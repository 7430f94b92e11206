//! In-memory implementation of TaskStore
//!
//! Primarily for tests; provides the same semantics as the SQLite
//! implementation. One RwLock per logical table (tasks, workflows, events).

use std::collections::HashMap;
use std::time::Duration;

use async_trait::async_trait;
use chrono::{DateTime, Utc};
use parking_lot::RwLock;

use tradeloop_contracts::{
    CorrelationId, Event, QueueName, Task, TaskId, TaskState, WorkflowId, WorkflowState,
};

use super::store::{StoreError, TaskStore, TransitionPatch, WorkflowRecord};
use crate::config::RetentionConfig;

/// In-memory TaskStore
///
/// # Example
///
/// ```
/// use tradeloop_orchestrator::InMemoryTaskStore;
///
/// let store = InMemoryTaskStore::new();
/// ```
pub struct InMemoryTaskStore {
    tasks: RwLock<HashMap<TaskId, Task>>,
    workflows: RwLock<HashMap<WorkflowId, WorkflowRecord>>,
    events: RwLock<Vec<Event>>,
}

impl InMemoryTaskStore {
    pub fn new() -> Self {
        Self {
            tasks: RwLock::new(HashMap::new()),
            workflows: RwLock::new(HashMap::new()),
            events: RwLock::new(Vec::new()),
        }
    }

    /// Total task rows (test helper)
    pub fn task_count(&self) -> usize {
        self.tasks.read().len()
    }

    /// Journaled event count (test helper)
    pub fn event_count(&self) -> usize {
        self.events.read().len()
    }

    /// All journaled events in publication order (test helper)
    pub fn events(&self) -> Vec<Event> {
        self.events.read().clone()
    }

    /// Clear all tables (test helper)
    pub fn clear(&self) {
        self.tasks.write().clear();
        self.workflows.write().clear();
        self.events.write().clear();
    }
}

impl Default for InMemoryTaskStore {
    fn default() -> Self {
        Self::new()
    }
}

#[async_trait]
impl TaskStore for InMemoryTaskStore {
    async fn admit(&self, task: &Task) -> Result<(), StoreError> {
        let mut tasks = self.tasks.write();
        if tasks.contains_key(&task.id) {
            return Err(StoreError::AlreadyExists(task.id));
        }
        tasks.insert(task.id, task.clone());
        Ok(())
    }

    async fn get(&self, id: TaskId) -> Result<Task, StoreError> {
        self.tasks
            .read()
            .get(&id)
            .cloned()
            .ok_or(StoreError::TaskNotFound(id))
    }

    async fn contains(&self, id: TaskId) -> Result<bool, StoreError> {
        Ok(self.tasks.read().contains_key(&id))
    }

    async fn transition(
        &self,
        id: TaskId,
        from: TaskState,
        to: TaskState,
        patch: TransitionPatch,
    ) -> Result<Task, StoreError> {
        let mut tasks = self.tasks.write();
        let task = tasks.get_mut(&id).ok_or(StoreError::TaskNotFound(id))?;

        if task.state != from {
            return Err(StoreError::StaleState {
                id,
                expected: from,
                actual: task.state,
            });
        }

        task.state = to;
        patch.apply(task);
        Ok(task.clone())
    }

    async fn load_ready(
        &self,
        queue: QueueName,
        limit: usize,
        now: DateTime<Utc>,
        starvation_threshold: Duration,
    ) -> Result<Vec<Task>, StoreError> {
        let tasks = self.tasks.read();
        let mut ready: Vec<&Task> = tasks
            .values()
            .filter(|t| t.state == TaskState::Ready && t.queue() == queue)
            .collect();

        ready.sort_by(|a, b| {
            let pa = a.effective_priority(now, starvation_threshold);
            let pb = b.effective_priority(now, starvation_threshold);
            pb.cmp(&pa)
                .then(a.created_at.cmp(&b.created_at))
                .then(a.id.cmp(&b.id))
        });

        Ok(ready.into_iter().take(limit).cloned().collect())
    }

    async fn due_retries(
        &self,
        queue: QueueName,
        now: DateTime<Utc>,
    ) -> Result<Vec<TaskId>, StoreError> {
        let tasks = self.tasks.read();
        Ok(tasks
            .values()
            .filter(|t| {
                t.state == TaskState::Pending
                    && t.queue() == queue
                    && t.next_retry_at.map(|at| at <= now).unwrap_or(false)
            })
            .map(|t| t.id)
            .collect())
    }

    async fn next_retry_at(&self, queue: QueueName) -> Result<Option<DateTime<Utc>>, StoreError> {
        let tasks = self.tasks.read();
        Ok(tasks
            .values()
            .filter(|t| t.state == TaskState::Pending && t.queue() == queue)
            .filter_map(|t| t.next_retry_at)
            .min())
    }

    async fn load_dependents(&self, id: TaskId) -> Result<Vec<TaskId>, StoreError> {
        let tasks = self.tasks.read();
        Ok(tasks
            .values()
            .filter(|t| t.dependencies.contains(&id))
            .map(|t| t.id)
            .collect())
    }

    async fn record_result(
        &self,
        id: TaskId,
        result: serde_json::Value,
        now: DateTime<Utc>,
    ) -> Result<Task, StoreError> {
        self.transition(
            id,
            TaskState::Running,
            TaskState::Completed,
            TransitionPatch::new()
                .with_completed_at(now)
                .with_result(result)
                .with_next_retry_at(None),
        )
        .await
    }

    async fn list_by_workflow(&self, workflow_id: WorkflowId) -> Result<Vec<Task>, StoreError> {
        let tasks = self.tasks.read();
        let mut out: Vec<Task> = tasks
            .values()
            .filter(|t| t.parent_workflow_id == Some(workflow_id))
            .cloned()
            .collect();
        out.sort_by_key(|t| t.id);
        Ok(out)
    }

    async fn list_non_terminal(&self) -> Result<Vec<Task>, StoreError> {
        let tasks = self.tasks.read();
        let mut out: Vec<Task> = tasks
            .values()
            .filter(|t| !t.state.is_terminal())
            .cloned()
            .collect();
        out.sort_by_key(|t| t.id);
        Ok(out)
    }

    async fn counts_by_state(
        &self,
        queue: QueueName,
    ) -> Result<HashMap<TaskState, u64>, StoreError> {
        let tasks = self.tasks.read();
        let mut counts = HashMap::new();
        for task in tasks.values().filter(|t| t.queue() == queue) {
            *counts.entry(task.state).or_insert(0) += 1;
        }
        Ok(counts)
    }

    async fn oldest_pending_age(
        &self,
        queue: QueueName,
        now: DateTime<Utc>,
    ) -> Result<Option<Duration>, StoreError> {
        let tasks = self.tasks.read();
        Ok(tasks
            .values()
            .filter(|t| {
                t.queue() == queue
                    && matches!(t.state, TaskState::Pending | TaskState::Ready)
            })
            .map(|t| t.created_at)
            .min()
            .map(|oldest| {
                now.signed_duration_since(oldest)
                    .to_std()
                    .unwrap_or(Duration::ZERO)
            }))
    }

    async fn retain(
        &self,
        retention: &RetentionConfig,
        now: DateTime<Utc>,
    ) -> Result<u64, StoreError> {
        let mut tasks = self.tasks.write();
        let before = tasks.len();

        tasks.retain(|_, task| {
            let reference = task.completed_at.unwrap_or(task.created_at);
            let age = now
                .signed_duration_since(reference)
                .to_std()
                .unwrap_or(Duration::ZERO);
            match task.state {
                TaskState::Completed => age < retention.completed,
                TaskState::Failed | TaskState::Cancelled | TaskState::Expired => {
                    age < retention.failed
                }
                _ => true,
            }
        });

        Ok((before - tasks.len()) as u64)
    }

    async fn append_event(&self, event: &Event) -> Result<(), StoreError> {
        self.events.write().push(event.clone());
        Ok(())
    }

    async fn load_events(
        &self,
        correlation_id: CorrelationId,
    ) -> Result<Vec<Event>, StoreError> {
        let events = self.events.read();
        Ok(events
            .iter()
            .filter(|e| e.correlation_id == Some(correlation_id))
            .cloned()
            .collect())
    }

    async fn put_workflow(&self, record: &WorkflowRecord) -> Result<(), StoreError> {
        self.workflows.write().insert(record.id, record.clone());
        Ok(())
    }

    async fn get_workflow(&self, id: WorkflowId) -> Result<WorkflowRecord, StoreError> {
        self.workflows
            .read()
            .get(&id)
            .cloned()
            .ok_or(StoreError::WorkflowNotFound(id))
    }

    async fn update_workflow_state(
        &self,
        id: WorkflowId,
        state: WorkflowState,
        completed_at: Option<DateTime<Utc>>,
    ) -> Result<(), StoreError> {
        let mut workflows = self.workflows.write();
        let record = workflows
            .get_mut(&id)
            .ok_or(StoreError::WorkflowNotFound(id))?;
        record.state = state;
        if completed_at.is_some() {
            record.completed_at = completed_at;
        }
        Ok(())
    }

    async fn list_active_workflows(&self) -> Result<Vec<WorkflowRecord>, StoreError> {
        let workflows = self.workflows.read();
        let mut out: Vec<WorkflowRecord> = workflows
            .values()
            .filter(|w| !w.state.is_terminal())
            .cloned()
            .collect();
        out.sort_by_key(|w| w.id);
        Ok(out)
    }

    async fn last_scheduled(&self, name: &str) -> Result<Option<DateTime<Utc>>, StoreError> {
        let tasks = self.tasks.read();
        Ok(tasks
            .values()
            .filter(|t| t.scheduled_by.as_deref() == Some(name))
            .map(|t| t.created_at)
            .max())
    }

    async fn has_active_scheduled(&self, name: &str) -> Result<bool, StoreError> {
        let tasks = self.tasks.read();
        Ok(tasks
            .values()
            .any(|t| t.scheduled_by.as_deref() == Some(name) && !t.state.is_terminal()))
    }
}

____________________

◆ YOUR TASK: Using the data above, show each line where "bool" occurs.

◆ EXERCISE OUTPUT:
    async fn contains(&self, id: TaskId) -> Result<bool, StoreError> {
    async fn has_active_scheduled(&self, name: &str) -> Result<bool, StoreError> {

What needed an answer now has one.